There are hints that maybe things are getting better, with younger developers expressing a more positive experience with open source than older peers (Figure C).
But a certain blindness persists. Developers who are new to open source, whether young or female or both, want better resources to help them contribute, but those resources are most likely going to need to come from the older males who dominate open source. That group, in turn, doesn’t really see a diversity problem and is less likely to be helpful. But it’s that occluded vision that is really the problem. If men were more likely to discern the lack of diversity, and understand its implications, presumably the behavior that keeps would-be female contributors out would change.
So let’s talk about why diversity matters.
We’re not the same
First, let’s acknowledge that open source software has never been more important. It is foundational to how great software gets written today. From Kubernetes to Android to Linux to [insert your open source project of choice], the world runs on open source. We would be out-of-our-minds crazy to not want the software that runs the world to be more representative of the world that runs it.
This seems intuitively correct, and fortunately also has good data/science behind the intuition. There are scads of studies showing that the more diverse a company, the better its financial performance (including this one from McKinsey), and a great summary article in Harvard Business Review that finds “nonhomogeneous teams are simply smarter.” Why?
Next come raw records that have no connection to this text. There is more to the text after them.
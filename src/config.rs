/// 程序配置文件
#[derive(Clone, Debug)]
pub struct Config {
    /// 提交后端 API 基础 URL
    pub api_base_url: String,
    /// 提交后端访问令牌
    pub api_token: String,
    /// 后端请求超时（秒），覆盖查重和保存两次调用
    pub request_timeout_secs: u64,
    /// 提交成功后跳转首页的延迟（秒）
    pub redirect_delay_secs: u64,
    /// 是否显示详细日志
    pub verbose_logging: bool,
}

impl Default for Config {
    fn default() -> Self {
        Self {
            api_base_url: "https://survey-api.example.org".to_string(),
            api_token: String::new(),
            request_timeout_secs: 30,
            redirect_delay_secs: 3,
            verbose_logging: false,
        }
    }
}

impl Config {
    pub fn from_env() -> Self {
        let default = Self::default();
        Self {
            api_base_url: std::env::var("SURVEY_API_BASE_URL").unwrap_or(default.api_base_url),
            api_token: std::env::var("SURVEY_API_TOKEN").unwrap_or(default.api_token),
            request_timeout_secs: std::env::var("SURVEY_REQUEST_TIMEOUT_SECS").ok().and_then(|v| v.parse().ok()).unwrap_or(default.request_timeout_secs),
            redirect_delay_secs: std::env::var("SURVEY_REDIRECT_DELAY_SECS").ok().and_then(|v| v.parse().ok()).unwrap_or(default.redirect_delay_secs),
            verbose_logging: std::env::var("SURVEY_VERBOSE_LOGGING").ok().and_then(|v| v.parse().ok()).unwrap_or(default.verbose_logging),
        }
    }
}
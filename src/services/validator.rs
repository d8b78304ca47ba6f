//! 字段与表单校验服务 - 业务能力层
//!
//! 只回答"这个值合不合法"，不关心页面流转，
//! 也不负责错误的展示（展示由表现层回调完成）。

use std::sync::OnceLock;

use chrono::NaiveDate;
use regex::Regex;
use tracing::debug;

use crate::models::field::{FieldValidation, FieldValue, FormValidation, PageData};
use crate::models::pages::{
    field_spec, FieldRule, FieldSpec, CONTROLLING_DISABLE_VALUE, CONTROLLING_FIELD,
    DEPENDENT_FIELDS,
};
use crate::models::session::SurveySession;

// 面向受访者的文案
const MSG_REQUIRED: &str = "This field is required.";
const MSG_CHOICE: &str = "Please select one of the provided options.";
const MSG_DATE: &str = "Please enter a valid date.";
const MSG_AGE: &str = "Please enter a valid age.";
const MSG_EMAIL: &str = "Please enter a valid email address.";

fn email_pattern() -> &'static Regex {
    static PATTERN: OnceLock<Regex> = OnceLock::new();
    PATTERN.get_or_init(|| Regex::new(r"^[^@\s]+@[^@\s]+\.[^@\s]+$").expect("邮箱正则不合法"))
}

/// 校验服务
pub struct Validator;

impl Validator {
    pub fn new() -> Self {
        Self
    }

    /// 单字段校验（blur / change 事件触发）
    ///
    /// 可依赖会话中已收集的状态做跨字段判断：
    /// cc1 选择"不了解"时，cc2 / cc3 被强制为 N/A，直接视为合法。
    pub fn validate_field(
        &self,
        field: &str,
        value: &FieldValue,
        session: &SurveySession,
    ) -> FieldValidation {
        if DEPENDENT_FIELDS.contains(&field) {
            let controlling = session.text_value(2, CONTROLLING_FIELD);
            if controlling.as_deref() == Some(CONTROLLING_DISABLE_VALUE) {
                return FieldValidation::ok();
            }
        }

        let Some(spec) = field_spec(field) else {
            debug!("未知字段 {}，跳过校验", field);
            return FieldValidation::ok();
        };

        match check_rule(spec, value) {
            Some(message) => FieldValidation::fail(message),
            None => FieldValidation::ok(),
        }
    }

    /// 整页校验（前进 / 提交前触发）
    ///
    /// 错误按页面声明的字段顺序收集，
    /// 第一个错误决定聚焦提示指向的字段。
    pub fn validate_form(&self, data: &PageData, fields: &[FieldSpec]) -> FormValidation {
        let mut result = FormValidation::default();

        // 同页跨字段规则：cc1 为禁用值时，依赖字段不再检查
        let controlling_disabled = data
            .get(CONTROLLING_FIELD)
            .map(|v| v.as_text() == CONTROLLING_DISABLE_VALUE)
            .unwrap_or(false);

        for spec in fields {
            if controlling_disabled && DEPENDENT_FIELDS.contains(&spec.name) {
                continue;
            }

            let value = data.get(spec.name);
            match value {
                Some(v) => {
                    if let Some(message) = check_rule(spec, v) {
                        result.push(spec.name, message);
                    }
                }
                None => {
                    if spec.required {
                        result.push(spec.name, MSG_REQUIRED);
                    }
                }
            }
        }

        result
    }
}

impl Default for Validator {
    fn default() -> Self {
        Self::new()
    }
}

/// 按字段规则检查单个值，返回错误文案（None 表示合法）
fn check_rule(spec: &FieldSpec, value: &FieldValue) -> Option<String> {
    if value.is_empty() {
        return spec.required.then(|| MSG_REQUIRED.to_string());
    }

    let text = value.as_text();
    let text = text.trim();

    match spec.rule {
        FieldRule::Required => None,
        FieldRule::Choice(allowed) => {
            (!allowed.contains(&text)).then(|| MSG_CHOICE.to_string())
        }
        FieldRule::Date => NaiveDate::parse_from_str(text, "%Y-%m-%d")
            .is_err()
            .then(|| MSG_DATE.to_string()),
        FieldRule::Age => {
            let valid = text
                .parse::<u32>()
                .map(|age| (1..=120).contains(&age))
                .unwrap_or(false);
            (!valid).then(|| MSG_AGE.to_string())
        }
        FieldRule::Email => (!email_pattern().is_match(text)).then(|| MSG_EMAIL.to_string()),
        FieldRule::FreeText(max_len) => (text.chars().count() > max_len)
            .then(|| format!("Please keep this under {} characters.", max_len)),
    }
}
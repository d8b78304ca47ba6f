//! # Survey Submit
//!
//! 多步问卷的推进与提交核心
//!
//! ## 架构设计
//!
//! 本系统采用分层架构：
//!
//! ### ① 数据模型层（Models）
//! - `models/` - 会话状态、字段值、提交记录、静态页面配置表
//! - `SurveySession` - 唯一的共享可变状态，由流程层独占持有
//!
//! ### ② 业务能力层（Services）
//! - `services/` - 描述"我能做什么"，不关心流程顺序
//! - `Validator` - 单字段 / 整页校验能力
//! - `sanitizer` / `formatter` - 记录净化与四页合并能力
//! - `SubmissionService` - 后端契约（查重 / 保存 / 记时间戳）
//! - `SurveyPresenter` - 表现层契约（核心不接触任何 UI 工具包）
//!
//! ### ③ 流程层（Workflow）
//! - `workflow/` - 页面推进状态机 + 提交序列编排
//! - `SurveyFlow` - 流程编排（校验 → 前进 / 后退；合并 → 查重 → 保存）
//!
//! ## 提交互斥
//!
//! 提交中状态是显式的会话阶段（`SurveyPhase::Submitting`），
//! 而不是布尔标志：进行中的提交使后续 `submit()` 调用成为空操作，
//! 且该阶段在所有退出路径上保证释放。

pub mod config;
pub mod error;
pub mod logger;
pub mod models;
pub mod services;
pub mod workflow;

// 重新导出常用类型
pub use config::Config;
pub use error::{AppError, AppResult, SubmissionError};
pub use models::{
    FieldValue, FormValidation, PageData, SubmissionRecord, SurveyPhase, SurveySession,
    TOTAL_PAGES,
};
pub use services::{
    HttpSubmissionService, MemorySubmissionService, SubmissionService, SurveyPresenter, Validator,
};
pub use workflow::{AdvanceOutcome, SubmitOutcome, SurveyFlow};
Because, as James Beswick has argued, a non-diverse development team leads to a “mono-chromatic, average approach to problem solving and an inability to think dynamically,” which is why “Adding diversity is absolutely fundamental to the problem-solving process because we all have different life experiences, backgrounds and knowledge that combine to give us fresh insights and different approaches.”
Open source development communities are working on some of the world’s most difficult, important software. The people writing it should therefore reflect the difficult, important life experiences of a wider variety than we currently see.
SEE: Hiring kit: Chief diversity officer (TechRepublic Premium)
If we don’t solve for this at the open source level, we risk making tech, overall, even worse.
Why? Given how dependent the world is becoming on open source, open source has become central to how developers build credibility and land jobs. In the GitHub survey, for example, roughly half of respondents said participation in open source development was important to helping them get their current jobs. We actually risk making tech’s lack of diversity worse by keeping it difficult for women to contribute, because it will be that much harder for women to find good jobs.
The sad irony is that this isn’t a particularly hard hurdle to overcome. More than anything else, we need open source communities to not foster or encourage jerk behavior. According to the GitHub survey, while roughly 15% of respondents had directly experienced rudeness in their open source communities, nearly 45% had witnessed it. As a result, 21% of people who experienced or witnessed such behavior stopped contributing to the project. The percentage of women bowing out is almost certainly higher.
As such, we need to set up clear guidelines (codes of conduct) to encourage and, to some extent, enforce welcoming behavior. We don’t need quotas to brute force women into the open source workforce. Rather, we just need mechanisms in place that keep them from being shoved out.
As we do so, open source software will get even better, which, in turn, will make technology better, in general.
Disclosure: I work for AWS, but the views expressed here are my own.